Segment Open

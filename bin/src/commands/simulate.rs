//! Simulate command implementation.
//!
//! Reads a downloaded history back, calibrates a geometric Brownian
//! motion model on a trailing window of closes, and projects price
//! paths forward.

use anyhow::{Context, Result, bail};
use chrono::TimeDelta;
use std::fs::File;
use std::io::BufReader;
use std::path::Path;

use chala_lib::prelude::*;

use crate::display::{print_simulation_summary, write_paths};

/// Run Monte Carlo simulations from a previously fetched history file.
#[allow(clippy::too_many_arguments)]
pub(crate) fn simulate(
    input: &Path,
    period: Period,
    paths: usize,
    days: Option<usize>,
    most_likely_only: bool,
    seed: Option<u64>,
    output: Option<&Path>,
    quiet: bool,
) -> Result<()> {
    if paths == 0 {
        bail!("Number of paths must be greater than zero");
    }

    let file =
        File::open(input).with_context(|| format!("Cannot open {}", input.display()))?;
    let series = read_close_series(BufReader::new(file))
        .with_context(|| format!("Cannot read {}", input.display()))?;
    if series.is_empty() {
        bail!("No price data available in {}", input.display());
    }

    // Calibrate on the trailing window only, like the period selector
    // of the original tool: everything from last_date - period back.
    let (last_date, _) = series[series.len() - 1];
    let cutoff = last_date - TimeDelta::days(i64::from(period.days()));
    let closes: Vec<f64> = series
        .iter()
        .filter(|(date, _)| *date >= cutoff)
        .map(|(_, close)| *close)
        .collect();

    let params = GbmParams::from_closes(&closes)?;
    let spot = closes[closes.len() - 1];
    let horizon = days.unwrap_or(period.days() as usize);
    let seed = seed.unwrap_or_else(rand::random);

    let mut runs = simulate_paths(params, spot, horizon, paths, seed);
    if most_likely_only {
        if let Some(best) = most_likely(&runs) {
            runs = vec![runs.swap_remove(best)];
        }
    }

    if !quiet {
        print_simulation_summary(params, &closes, cutoff, last_date, seed, &runs);
    }

    if let Some(output) = output {
        write_paths(&runs, last_date, output)
            .with_context(|| format!("Failed to write {}", output.display()))?;
        if !quiet {
            println!("Paths written to: {}", output.display());
        }
    }

    Ok(())
}
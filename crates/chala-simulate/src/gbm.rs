//! Geometric Brownian motion path simulation.

use rand::Rng;
use rand::SeedableRng;
use rand::rngs::StdRng;
use rand_distr::StandardNormal;

use crate::GbmParams;

/// A simulated daily price path.
///
/// The first element is the spot price the projection starts from. The
/// log-likelihood is the summed log density of the standard normal
/// shocks that produced the path; a batch's highest value marks its most
/// likely path.
#[derive(Debug, Clone, PartialEq)]
pub struct SimulatedPath {
    /// Projected prices, spot first.
    pub prices: Vec<f64>,
    /// Summed log density of the sampled shocks.
    pub log_likelihood: f64,
}

impl SimulatedPath {
    /// Returns the last projected price.
    #[must_use]
    pub fn final_price(&self) -> f64 {
        self.prices.last().copied().unwrap_or(f64::NAN)
    }

    /// Returns the lowest projected price.
    #[must_use]
    pub fn low(&self) -> f64 {
        self.prices.iter().copied().fold(f64::INFINITY, f64::min)
    }

    /// Returns the highest projected price.
    #[must_use]
    pub fn high(&self) -> f64 {
        self.prices
            .iter()
            .copied()
            .fold(f64::NEG_INFINITY, f64::max)
    }
}

/// Simulates one path of `days` values starting from `spot`.
///
/// Each step multiplies the previous price by
/// `exp(drift + volatility * shock)` with `shock ~ N(0, 1)`.
pub fn simulate_path<R: Rng>(
    params: GbmParams,
    spot: f64,
    days: usize,
    rng: &mut R,
) -> SimulatedPath {
    let mut prices = Vec::with_capacity(days.max(1));
    let mut price = spot;
    prices.push(price);

    let mut log_likelihood = 0.0;
    for _ in 1..days {
        let shock: f64 = rng.sample(StandardNormal);
        log_likelihood += standard_normal_log_pdf(shock);
        price *= (params.drift + params.volatility * shock).exp();
        prices.push(price);
    }

    SimulatedPath {
        prices,
        log_likelihood,
    }
}

/// Runs `count` independent paths from a single seeded generator.
#[must_use]
pub fn simulate_paths(
    params: GbmParams,
    spot: f64,
    days: usize,
    count: usize,
    seed: u64,
) -> Vec<SimulatedPath> {
    let mut rng = StdRng::seed_from_u64(seed);
    (0..count)
        .map(|_| simulate_path(params, spot, days, &mut rng))
        .collect()
}

/// The deterministic zero-shock path: pure drift, the modal outcome
/// under the calibrated model.
#[must_use]
pub fn drift_path(params: GbmParams, spot: f64, days: usize) -> Vec<f64> {
    let mut prices = Vec::with_capacity(days.max(1));
    let mut price = spot;
    prices.push(price);
    for _ in 1..days {
        price *= params.drift.exp();
        prices.push(price);
    }
    prices
}

/// Index of the path with the highest sampling log-likelihood.
#[must_use]
pub fn most_likely(paths: &[SimulatedPath]) -> Option<usize> {
    paths
        .iter()
        .enumerate()
        .max_by(|(_, a), (_, b)| a.log_likelihood.total_cmp(&b.log_likelihood))
        .map(|(index, _)| index)
}

fn standard_normal_log_pdf(z: f64) -> f64 {
    -0.5 * z * z - 0.5 * (2.0 * std::f64::consts::PI).ln()
}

Segment Closed

--- Aim of the exercise ---
From the first line of the data above to the line holding "if let Some(best)", reproduce each line exactly; emit no other lines.

--- Solution for this exercise ---
filename bin/src/commands/simulate.rs
//! Simulate command implementation.
//!
//! Reads a downloaded history back, calibrates a geometric Brownian
//! motion model on a trailing window of closes, and projects price
//! paths forward.

use anyhow::{Context, Result, bail};
use chrono::TimeDelta;
use std::fs::File;
use std::io::BufReader;
use std::path::Path;

use chala_lib::prelude::*;

use crate::display::{print_simulation_summary, write_paths};

/// Run Monte Carlo simulations from a previously fetched history file.
#[allow(clippy::too_many_arguments)]
pub(crate) fn simulate(
    input: &Path,
    period: Period,
    paths: usize,
    days: Option<usize>,
    most_likely_only: bool,
    seed: Option<u64>,
    output: Option<&Path>,
    quiet: bool,
) -> Result<()> {
    if paths == 0 {
        bail!("Number of paths must be greater than zero");
    }

    let file =
        File::open(input).with_context(|| format!("Cannot open {}", input.display()))?;
    let series = read_close_series(BufReader::new(file))
        .with_context(|| format!("Cannot read {}", input.display()))?;
    if series.is_empty() {
        bail!("No price data available in {}", input.display());
    }

    // Calibrate on the trailing window only, like the period selector
    // of the original tool: everything from last_date - period back.
    let (last_date, _) = series[series.len() - 1];
    let cutoff = last_date - TimeDelta::days(i64::from(period.days()));
    let closes: Vec<f64> = series
        .iter()
        .filter(|(date, _)| *date >= cutoff)
        .map(|(_, close)| *close)
        .collect();

    let params = GbmParams::from_closes(&closes)?;
    let spot = closes[closes.len() - 1];
    let horizon = days.unwrap_or(period.days() as usize);
    let seed = seed.unwrap_or_else(rand::random);

    let mut runs = simulate_paths(params, spot, horizon, paths, seed);
    if most_likely_only {
        if let Some(best) = most_likely(&runs) {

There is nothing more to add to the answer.